(DATA)

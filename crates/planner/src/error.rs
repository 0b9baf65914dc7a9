use cadence_graph::GraphError;
use cadence_protocol::{CompositionType, PlanState, ProtocolError};
use serde::Serialize;
use thiserror::Error;

pub type Result<T> = std::result::Result<T, PlannerError>;

/// Fatal, per-command errors. A plan is never returned partially built.
#[derive(Error, Debug, Clone, PartialEq)]
pub enum PlannerError {
    #[error("Relation graph error: {0}")]
    Graph(GraphError),

    #[error(transparent)]
    Structural(#[from] StructuralError),

    #[error("Constraint error: {0}")]
    Check(#[from] cadence_checker::CheckError),

    #[error("Plan failed validation: {0}")]
    InvalidPlan(#[from] ProtocolError),
}

impl From<GraphError> for PlannerError {
    fn from(err: GraphError) -> Self {
        match err {
            GraphError::Cycle { path } => Self::Structural(StructuralError::CyclicGraph { path }),
            other => Self::Graph(other),
        }
    }
}

#[derive(Error, Debug, Clone, PartialEq, Eq)]
pub enum StructuralError {
    #[error("Relation graph contains a cycle: {}", path.join(" -> "))]
    CyclicGraph { path: Vec<String> },

    #[error("Link {link} ({from} -> {to}): no reading of {cue} fits the segments: {reason}")]
    UnsatisfiedArguments {
        link: usize,
        from: String,
        to: String,
        cue: String,
        reason: String,
    },

    #[error("Conflicting sequencing constraints [{}] over steps [{}]", constraints.join(", "), steps.join(", "))]
    ConflictingSequence {
        constraints: Vec<String>,
        steps: Vec<String>,
    },

    #[error("Unknown step or segment: {0}")]
    UnknownStep(String),

    #[error("{composition} composition references index {index} but only {len} constituents exist")]
    InvalidIndex {
        composition: CompositionType,
        index: usize,
        len: usize,
    },

    #[error("{composition} composition needs at least {needed} constituents, got {got}")]
    TooFewConstituents {
        composition: CompositionType,
        needed: usize,
        got: usize,
    },

    #[error("Unknown focus cue '{0}'")]
    UnknownFocusCue(String),

    #[error("Constraint id '{0}' uses the prefix reserved for focus-implied constraints")]
    ReservedConstraintId(String),

    #[error("Unknown sequencing cue '{0}'")]
    UnknownSequencingCue(String),
}

/// A replacement needs a rollback that cannot be carried out. Fatal to that
/// replacement only.
#[derive(Error, Debug, Clone, PartialEq, Eq, Serialize)]
#[serde(tag = "type", rename_all = "snake_case")]
pub enum RollbackError {
    #[error("Plan {plan_id} is committed; rollback is blocked. {instructions}")]
    Blocked {
        plan_id: String,
        instructions: String,
    },

    #[error("Plan {plan_id} ({state}) has no undo identity or snapshot. {instructions}")]
    NoRestorePoint {
        plan_id: String,
        state: String,
        instructions: String,
    },
}

impl RollbackError {
    pub fn plan_id(&self) -> &str {
        match self {
            Self::Blocked { plan_id, .. } | Self::NoRestorePoint { plan_id, .. } => plan_id,
        }
    }

    pub(crate) fn no_restore_point(plan_id: &str, state: PlanState, instructions: String) -> Self {
        Self::NoRestorePoint {
            plan_id: plan_id.to_string(),
            state: state.as_str().to_string(),
            instructions,
        }
    }
}
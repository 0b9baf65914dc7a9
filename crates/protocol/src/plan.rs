use std::collections::{BTreeSet, HashSet};

use schemars::JsonSchema;
use serde::{Deserialize, Serialize};
use sha2::{Digest, Sha256};

use crate::error::{ProtocolError, Result};
use crate::segment::{EntityId, SegmentId};

#[derive(Debug, Clone, Copy, PartialEq, Eq, Hash, Serialize, Deserialize, JsonSchema)]
#[serde(rename_all = "snake_case")]
pub enum StepRole {
    /// Performs an edit.
    Action,
    /// Post-hoc gate: verifies a constraint against the result of another step.
    Validation,
    /// Evaluates the antecedent of a conditional.
    Condition,
}

#[derive(Debug, Clone, PartialEq, Eq, Serialize, Deserialize, JsonSchema)]
pub struct PlanStep {
    pub id: String,
    pub description: String,
    #[serde(default)]
    pub depends_on: BTreeSet<String>,
    pub segment: SegmentId,
    pub role: StepRole,
}

impl PlanStep {
    pub fn new(
        id: impl Into<String>,
        description: impl Into<String>,
        segment: impl Into<SegmentId>,
        role: StepRole,
    ) -> Self {
        Self {
            id: id.into(),
            description: description.into(),
            depends_on: BTreeSet::new(),
            segment: segment.into(),
            role,
        }
    }

    #[must_use]
    pub fn with_dependencies<I, S>(mut self, deps: I) -> Self
    where
        I: IntoIterator<Item = S>,
        S: Into<String>,
    {
        self.depends_on = deps.into_iter().map(Into::into).collect();
        self
    }
}

#[derive(Debug, Clone, Copy, PartialEq, Eq, Hash, Serialize, Deserialize, JsonSchema)]
#[serde(rename_all = "snake_case")]
pub enum ExecutionOrderKind {
    Sequential,
    Parallel,
    Choice,
    Conditional,
}

/// How the steps of a plan are scheduled. Indices refer to `ExecutionPlan::steps`.
#[derive(Debug, Clone, PartialEq, Eq, Serialize, Deserialize, JsonSchema)]
#[serde(tag = "kind", rename_all = "snake_case")]
pub enum ExecutionOrder {
    Sequential {
        order: Vec<usize>,
    },
    /// Groups run one after another; steps inside a group may run concurrently.
    Parallel {
        groups: Vec<Vec<usize>>,
    },
    Choice {
        options: Vec<usize>,
        #[serde(default)]
        preference: Option<Vec<usize>>,
        user_choice: bool,
    },
    Conditional {
        condition: usize,
        action: usize,
    },
}

impl ExecutionOrder {
    pub fn kind(&self) -> ExecutionOrderKind {
        match self {
            Self::Sequential { .. } => ExecutionOrderKind::Sequential,
            Self::Parallel { .. } => ExecutionOrderKind::Parallel,
            Self::Choice { .. } => ExecutionOrderKind::Choice,
            Self::Conditional { .. } => ExecutionOrderKind::Conditional,
        }
    }

    /// Every step index the order mentions, in scheduling order.
    pub fn indices(&self) -> Vec<usize> {
        match self {
            Self::Sequential { order } => order.clone(),
            Self::Parallel { groups } => groups.iter().flatten().copied().collect(),
            Self::Choice {
                options,
                preference,
                ..
            } => options
                .iter()
                .chain(preference.iter().flatten())
                .copied()
                .collect(),
            Self::Conditional { condition, action } => vec![*condition, *action],
        }
    }

    /// Position of a step in scheduling order (group index for parallel plans).
    pub fn position_of(&self, step: usize) -> Option<usize> {
        match self {
            Self::Sequential { order } => order.iter().position(|&i| i == step),
            Self::Parallel { groups } => groups.iter().position(|g| g.contains(&step)),
            Self::Choice { options, .. } => options.iter().position(|&i| i == step),
            Self::Conditional { condition, action } => {
                if *condition == step {
                    Some(0)
                } else if *action == step {
                    Some(1)
                } else {
                    None
                }
            }
        }
    }
}

/// The goal step's result must satisfy the constraint step before the plan
/// counts as complete.
#[derive(Debug, Clone, PartialEq, Eq, Serialize, Deserialize, JsonSchema)]
pub struct ValidationGate {
    pub step: usize,
    pub constraint_step: usize,
    #[serde(default)]
    pub constraint_id: Option<String>,
    pub hard: bool,
}

#[derive(Debug, Clone, Copy, PartialEq, Eq, Hash, Serialize, Deserialize, JsonSchema)]
#[serde(rename_all = "snake_case")]
pub enum Particle {
    Still,
    Again,
    Already,
    NoLonger,
    Back,
    Even,
    Yet,
}

impl Particle {
    pub const ALL: [Particle; 7] = [
        Self::Still,
        Self::Again,
        Self::Already,
        Self::NoLonger,
        Self::Back,
        Self::Even,
        Self::Yet,
    ];

    pub const fn as_str(self) -> &'static str {
        match self {
            Self::Still => "still",
            Self::Again => "again",
            Self::Already => "already",
            Self::NoLonger => "no_longer",
            Self::Back => "back",
            Self::Even => "even",
            Self::Yet => "yet",
        }
    }
}

/// What a presupposition particle does to the plan.
#[derive(Debug, Clone, PartialEq, Eq, Serialize, Deserialize, JsonSchema)]
#[serde(tag = "type", rename_all = "snake_case")]
pub enum PlanEffect {
    RepeatPriorEdit { record_id: String },
    UndoToPriorState { record_id: String },
    VerifyCurrentState,
    SkipIfDone { record_id: String },
    AmplifyExisting { record_id: String },
    NoOp,
}

impl PlanEffect {
    pub const fn is_noop(&self) -> bool {
        matches!(self, Self::NoOp)
    }
}

#[derive(Debug, Clone, PartialEq, Eq, Serialize, Deserialize, JsonSchema)]
pub struct StepEffect {
    pub step: String,
    pub particle: Particle,
    pub effect: PlanEffect,
}

/// Alternation options that could not be expressed in the plan's order
/// because the discourse also carried other relations.
#[derive(Debug, Clone, PartialEq, Eq, Serialize, Deserialize, JsonSchema)]
pub struct DeferredChoice {
    pub chosen: String,
    pub options: Vec<String>,
    pub user_choice: bool,
}

#[derive(Debug, Clone, Copy, PartialEq, Eq, Hash, Serialize, Deserialize, JsonSchema)]
#[serde(rename_all = "snake_case")]
pub enum PlanState {
    Proposed,
    Previewing,
    Applied,
    Committed,
}

impl PlanState {
    pub const fn as_str(self) -> &'static str {
        match self {
            Self::Proposed => "proposed",
            Self::Previewing => "previewing",
            Self::Applied => "applied",
            Self::Committed => "committed",
        }
    }
}

#[derive(Debug, Clone, Copy, PartialEq, Eq, Hash, Serialize, Deserialize, JsonSchema)]
#[serde(rename_all = "snake_case")]
pub enum PlanTransition {
    Discarded,
    Cancelled,
    Restored,
    RolledBack,
    Blocked,
}

#[derive(Debug, Clone, PartialEq, Eq, Serialize, Deserialize, JsonSchema)]
#[serde(tag = "type", rename_all = "snake_case")]
pub enum RollbackStrategy {
    InversePatch { undo_identity: String },
    SnapshotRestore { snapshot: String },
    Manual { instructions: String },
    None,
}

impl RollbackStrategy {
    pub const fn name(&self) -> &'static str {
        match self {
            Self::InversePatch { .. } => "inverse_patch",
            Self::SnapshotRestore { .. } => "snapshot_restore",
            Self::Manual { .. } => "manual",
            Self::None => "none",
        }
    }
}

#[derive(Debug, Clone, PartialEq, Eq, Serialize, Deserialize, JsonSchema)]
pub struct RollbackRequirement {
    pub plan_id: String,
    pub replaced_state: PlanState,
    pub needs_rollback: bool,
    pub rollback_possible: bool,
    pub strategy: RollbackStrategy,
    /// The strategy restores exactly the pre-plan state.
    pub exact: bool,
    pub transition: PlanTransition,
    #[serde(default)]
    pub cascade: Vec<String>,
    #[serde(default)]
    pub warning: Option<String>,
}

#[derive(Debug, Clone, PartialEq, Eq, Serialize, Deserialize, JsonSchema)]
pub struct ExecutionPlan {
    pub id: String,
    pub order: ExecutionOrder,
    pub steps: Vec<PlanStep>,
    pub preview_each: bool,
    #[serde(default)]
    pub gates: Vec<ValidationGate>,
    #[serde(default)]
    pub effects: Vec<StepEffect>,
    #[serde(default)]
    pub scope: Option<Vec<EntityId>>,
    #[serde(default)]
    pub rollback: Vec<RollbackRequirement>,
    #[serde(default)]
    pub deferred_choices: Vec<DeferredChoice>,
}

impl ExecutionPlan {
    pub fn new(
        id: impl Into<String>,
        order: ExecutionOrder,
        steps: Vec<PlanStep>,
        preview_each: bool,
    ) -> Self {
        Self {
            id: id.into(),
            order,
            steps,
            preview_each,
            gates: Vec::new(),
            effects: Vec::new(),
            scope: None,
            rollback: Vec::new(),
            deferred_choices: Vec::new(),
        }
    }

    #[must_use]
    pub fn with_gates(self, gates: Vec<ValidationGate>) -> Self {
        Self { gates, ..self }
    }

    #[must_use]
    pub fn with_effects(self, effects: Vec<StepEffect>) -> Self {
        Self { effects, ..self }
    }

    #[must_use]
    pub fn with_scope(self, scope: Option<Vec<EntityId>>) -> Self {
        Self { scope, ..self }
    }

    #[must_use]
    pub fn with_rollback(self, rollback: Vec<RollbackRequirement>) -> Self {
        Self { rollback, ..self }
    }

    #[must_use]
    pub fn with_deferred_choices(self, deferred_choices: Vec<DeferredChoice>) -> Self {
        Self {
            deferred_choices,
            ..self
        }
    }

    pub fn step(&self, id: &str) -> Option<&PlanStep> {
        self.steps.iter().find(|s| s.id == id)
    }

    pub fn step_index(&self, id: &str) -> Option<usize> {
        self.steps.iter().position(|s| s.id == id)
    }

    /// Every index and dependency id the plan references must resolve.
    pub fn validate(&self) -> Result<()> {
        let len = self.steps.len();
        let mut ids = HashSet::new();
        for step in &self.steps {
            if !ids.insert(step.id.as_str()) {
                return Err(ProtocolError::DuplicateStep(step.id.clone()));
            }
        }
        for step in &self.steps {
            for dep in &step.depends_on {
                if dep == &step.id {
                    return Err(ProtocolError::SelfDependency(step.id.clone()));
                }
                if !ids.contains(dep.as_str()) {
                    return Err(ProtocolError::UnknownDependency {
                        step: step.id.clone(),
                        dependency: dep.clone(),
                    });
                }
            }
        }

        let gate_indices = self
            .gates
            .iter()
            .flat_map(|g| [g.step, g.constraint_step]);
        for index in self.order.indices().into_iter().chain(gate_indices) {
            if index >= len {
                return Err(ProtocolError::IndexOutOfRange { index, len });
            }
        }

        for effect in &self.effects {
            if !ids.contains(effect.step.as_str()) {
                return Err(ProtocolError::Other(format!(
                    "Effect references unknown step '{}'",
                    effect.step
                )));
            }
        }
        Ok(())
    }

    /// Structural fingerprint: identical plans hash identically.
    pub fn fingerprint(&self) -> String {
        let mut hasher = Sha256::new();
        match serde_json::to_vec(self) {
            Ok(bytes) => hasher.update(&bytes),
            Err(_) => hasher.update(format!("{self:?}").as_bytes()),
        }
        format!("{:x}", hasher.finalize())
    }
}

(End DATA)

▶ WHAT IS EXPECTED:
Output, exactly and in full, the lines from the start of the entries above through the line that contains "#[error(transparent)]".

▶ RESULT:
filename crates/planner/src/error.rs
repository 0b9baf65914dc7a9
use cadence_graph::GraphError;
use cadence_protocol::{CompositionType, PlanState, ProtocolError};
use serde::Serialize;
use thiserror::Error;

pub type Result<T> = std::result::Result<T, PlannerError>;

/// Fatal, per-command errors. A plan is never returned partially built.
#[derive(Error, Debug, Clone, PartialEq)]
pub enum PlannerError {
    #[error("Relation graph error: {0}")]
    Graph(GraphError),

    #[error(transparent)]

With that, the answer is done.